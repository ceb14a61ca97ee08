//! Command line front end for the vault blob store.

use anyhow::{Context, Result};
use clap::{Parser, Subcommand};
use figment::Figment;
use figment::providers::{Env, Format, Toml};
use futures::StreamExt;
use serde::Serialize;
use std::path::{Path, PathBuf};
use std::time::Duration;
use tokio::io::{AsyncRead, AsyncWriteExt};
use tracing_subscriber::{layer::SubscriberExt, util::SubscriberInitExt};
use uuid::Uuid;
use vault_core::config::AppConfig;
use vault_engine::{Engine, EngineError, UploadItem};

/// Vault - a deduplicating content-addressed blob store
#[derive(Parser, Debug)]
#[command(name = "vault")]
#[command(version, about, long_about = None)]
struct Cli {
    /// Path to configuration file
    #[arg(
        short,
        long,
        global = true,
        env = "VAULT_CONFIG",
        default_value = "config/vault.toml"
    )]
    config: String,

    #[command(subcommand)]
    command: Commands,
}

#[derive(Subcommand, Debug)]
enum Commands {
    /// Upload one or more files, deduplicating identical content
    Put {
        /// Files to upload; `-` reads a single payload from stdin
        #[arg(required = true)]
        files: Vec<PathBuf>,
        /// Owner of the new references
        #[arg(long)]
        owner: String,
        /// Display name (single file only; defaults to the file name)
        #[arg(long)]
        name: Option<String>,
        /// Declared media type, checked against the content
        #[arg(long)]
        media_type: Option<String>,
    },
    /// Reference already stored content by its hash
    Register {
        /// Hex SHA-256 of the content
        hash: String,
        #[arg(long)]
        owner: String,
        #[arg(long)]
        name: String,
    },
    /// Remove a reference, deleting the payload with its last reference
    Rm {
        reference_id: Uuid,
        /// Caller; must own the reference
        #[arg(long)]
        owner: String,
    },
    /// Show a reference and its payload
    Show { reference_id: Uuid },
    /// Write the content behind a reference to stdout or a file
    Cat {
        reference_id: Uuid,
        #[arg(short, long)]
        output: Option<PathBuf>,
    },
    /// List an owner's references, oldest first
    Ls {
        #[arg(long)]
        owner: String,
    },
    /// Storage statistics
    Stats {
        /// Report usage for one owner instead
        #[arg(long)]
        owner: Option<String>,
        /// Print the Prometheus text exposition
        #[arg(long, default_value_t = false)]
        metrics: bool,
    },
    /// Remove abandoned staging files
    SweepTmp {
        /// Minimum age in seconds (default: engine.staging_max_age_secs)
        #[arg(long)]
        older_than_secs: Option<u64>,
    },
    /// Check the blob store and metadata store
    Health,
}

#[tokio::main]
async fn main() -> Result<()> {
    let cli = Cli::parse();

    // Logs go to stderr so `cat` output stays clean
    tracing_subscriber::registry()
        .with(
            tracing_subscriber::EnvFilter::try_from_default_env()
                .unwrap_or_else(|_| "info".into()),
        )
        .with(tracing_subscriber::fmt::layer().with_writer(std::io::stderr))
        .init();

    let config = load_config(Path::new(&cli.config))?;
    let engine = open_engine(&config).await?;

    run(&engine, cli.command).await
}

/// Load configuration: the TOML file if present, then
/// `VAULT_*` environment variables (`__` separates nested keys). Missing
/// sections fall back to their defaults.
fn load_config(path: &Path) -> Result<AppConfig> {
    let mut figment = Figment::new();

    if path.exists() {
        tracing::debug!(config_path = %path.display(), "Loading configuration from file");
        figment = figment.merge(Toml::file(path));
    } else {
        tracing::debug!(config_path = %path.display(), "No config file found, using defaults");
    }

    let config: AppConfig = figment
        .merge(Env::prefixed("VAULT_").ignore(&["CONFIG"]).split("__"))
        .extract()
        .context("failed to load configuration")?;

    config.validate().context("invalid configuration")?;
    Ok(config)
}

async fn open_engine(config: &AppConfig) -> Result<Engine> {
    let blobs = vault_storage::from_config(&config.storage)
        .await
        .context("failed to initialize storage")?;
    tracing::debug!(backend = blobs.backend_name(), "Storage backend ready");

    let metadata = vault_metadata::from_config(&config.metadata)
        .await
        .context("failed to initialize metadata store")?;
    tracing::debug!(backend = metadata.backend_name(), "Metadata store ready");

    Engine::new(blobs, metadata, config.engine.clone()).context("failed to initialize engine")
}

async fn run(engine: &Engine, command: Commands) -> Result<()> {
    match command {
        Commands::Put {
            files,
            owner,
            name,
            media_type,
        } => handle_put(engine, &owner, files, name, media_type).await,
        Commands::Register { hash, owner, name } => {
            let outcome = engine
                .register_by_hash(&owner, &name, &hash)
                .await
                .map_err(coded)?;
            print_json(&outcome)
        }
        Commands::Rm {
            reference_id,
            owner,
        } => {
            let outcome = engine
                .remove_reference(reference_id, &owner)
                .await
                .map_err(coded)?;
            print_json(&outcome)
        }
        Commands::Show { reference_id } => {
            let view = engine.get_reference(reference_id).await.map_err(coded)?;
            print_json(&view)
        }
        Commands::Cat {
            reference_id,
            output,
        } => handle_cat(engine, reference_id, output.as_deref()).await,
        Commands::Ls { owner } => {
            let references = engine.list_references(&owner).await.map_err(coded)?;
            print_json(&references)
        }
        Commands::Stats { owner, metrics } => {
            if metrics {
                let text = vault_engine::metrics::encode_text()
                    .context("failed to encode metrics")?;
                print!("{text}");
                return Ok(());
            }
            match owner {
                Some(owner) => print_json(&engine.owner_usage(&owner).await.map_err(coded)?),
                None => print_json(&engine.stats().await.map_err(coded)?),
            }
        }
        Commands::SweepTmp { older_than_secs } => {
            let removed = engine
                .sweep_staging(older_than_secs.map(Duration::from_secs))
                .await
                .map_err(coded)?;
            print_json(&serde_json::json!({ "removed": removed }))
        }
        Commands::Health => {
            engine.health_check().await.map_err(coded)?;
            print_json(&serde_json::json!({ "status": "ok" }))
        }
    }
}

type Body = Box<dyn AsyncRead + Unpin + Send>;

#[derive(Serialize)]
struct PutResult {
    display_name: String,
    #[serde(skip_serializing_if = "Option::is_none")]
    outcome: Option<vault_engine::UploadOutcome>,
    #[serde(skip_serializing_if = "Option::is_none")]
    error: Option<ErrorBody>,
}

#[derive(Serialize)]
struct ErrorBody {
    code: &'static str,
    message: String,
}

async fn handle_put(
    engine: &Engine,
    owner: &str,
    files: Vec<PathBuf>,
    name: Option<String>,
    media_type: Option<String>,
) -> Result<()> {
    if name.is_some() && files.len() > 1 {
        anyhow::bail!("--name can only be used with a single file");
    }
    if files.len() > 1 && files.iter().any(|f| f.as_os_str() == "-") {
        anyhow::bail!("stdin (`-`) can only be uploaded on its own");
    }

    let mut items = Vec::with_capacity(files.len());
    for file in &files {
        let body: Body = if file.as_os_str() == "-" {
            Box::new(tokio::io::stdin())
        } else {
            Box::new(
                tokio::fs::File::open(file)
                    .await
                    .with_context(|| format!("failed to open {}", file.display()))?,
            )
        };
        items.push(UploadItem {
            display_name: name.clone().unwrap_or_else(|| display_name_for(file)),
            declared_media_type: media_type.clone(),
            body,
        });
    }

    let names: Vec<String> = items.iter().map(|i| i.display_name.clone()).collect();
    let results = engine.upload_many(owner, items).await;

    let mut failed = 0usize;
    let report: Vec<PutResult> = names
        .into_iter()
        .zip(results)
        .map(|(display_name, result)| match result {
            Ok(outcome) => PutResult {
                display_name,
                outcome: Some(outcome),
                error: None,
            },
            Err(err) => {
                failed += 1;
                tracing::error!(display_name = %display_name, error = %err, "Upload failed");
                PutResult {
                    display_name,
                    outcome: None,
                    error: Some(ErrorBody {
                        code: err.code(),
                        message: err.to_string(),
                    }),
                }
            }
        })
        .collect();

    print_json(&report)?;
    if failed > 0 {
        anyhow::bail!("{failed} of {} uploads failed", report.len());
    }
    Ok(())
}

async fn handle_cat(engine: &Engine, reference_id: Uuid, output: Option<&Path>) -> Result<()> {
    let (view, mut stream) = engine.open(reference_id).await.map_err(coded)?;

    let mut sink: Box<dyn tokio::io::AsyncWrite + Unpin + Send> = match output {
        Some(path) => Box::new(
            tokio::fs::File::create(path)
                .await
                .with_context(|| format!("failed to create {}", path.display()))?,
        ),
        None => Box::new(tokio::io::stdout()),
    };

    let mut written = 0u64;
    while let Some(chunk) = stream.next().await {
        let chunk = chunk.context("failed to read blob")?;
        written += chunk.len() as u64;
        sink.write_all(&chunk).await.context("failed to write output")?;
    }
    sink.flush().await.context("failed to write output")?;

    tracing::debug!(
        reference_id = %reference_id,
        location = %view.payload.location,
        bytes = written,
        "Payload written"
    );
    Ok(())
}

/// Display name for an uploaded path: its file name, or `stdin`.
fn display_name_for(path: &Path) -> String {
    if path.as_os_str() == "-" {
        return "stdin".to_string();
    }
    path.file_name()
        .map(|n| n.to_string_lossy().into_owned())
        .unwrap_or_else(|| path.display().to_string())
}

/// Attach the stable error code to an engine error.
fn coded(err: EngineError) -> anyhow::Error {
    let code = err.code();
    anyhow::Error::new(err).context(code)
}

fn print_json<T: Serialize>(value: &T) -> Result<()> {
    let json = serde_json::to_string_pretty(value).context("failed to serialize output")?;
    println!("{json}");
    Ok(())
}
----------
** What is expected **
Among the lines above, which hold the word "tokio"? Report each one.

** Exercise solution **
use tokio::io::{AsyncRead, AsyncWriteExt};
#[tokio::main]
            Box::new(tokio::io::stdin())
                tokio::fs::File::open(file)
    let mut sink: Box<dyn tokio::io::AsyncWrite + Unpin + Send> = match output {
            tokio::fs::File::create(path)
        None => Box::new(tokio::io::stdout()),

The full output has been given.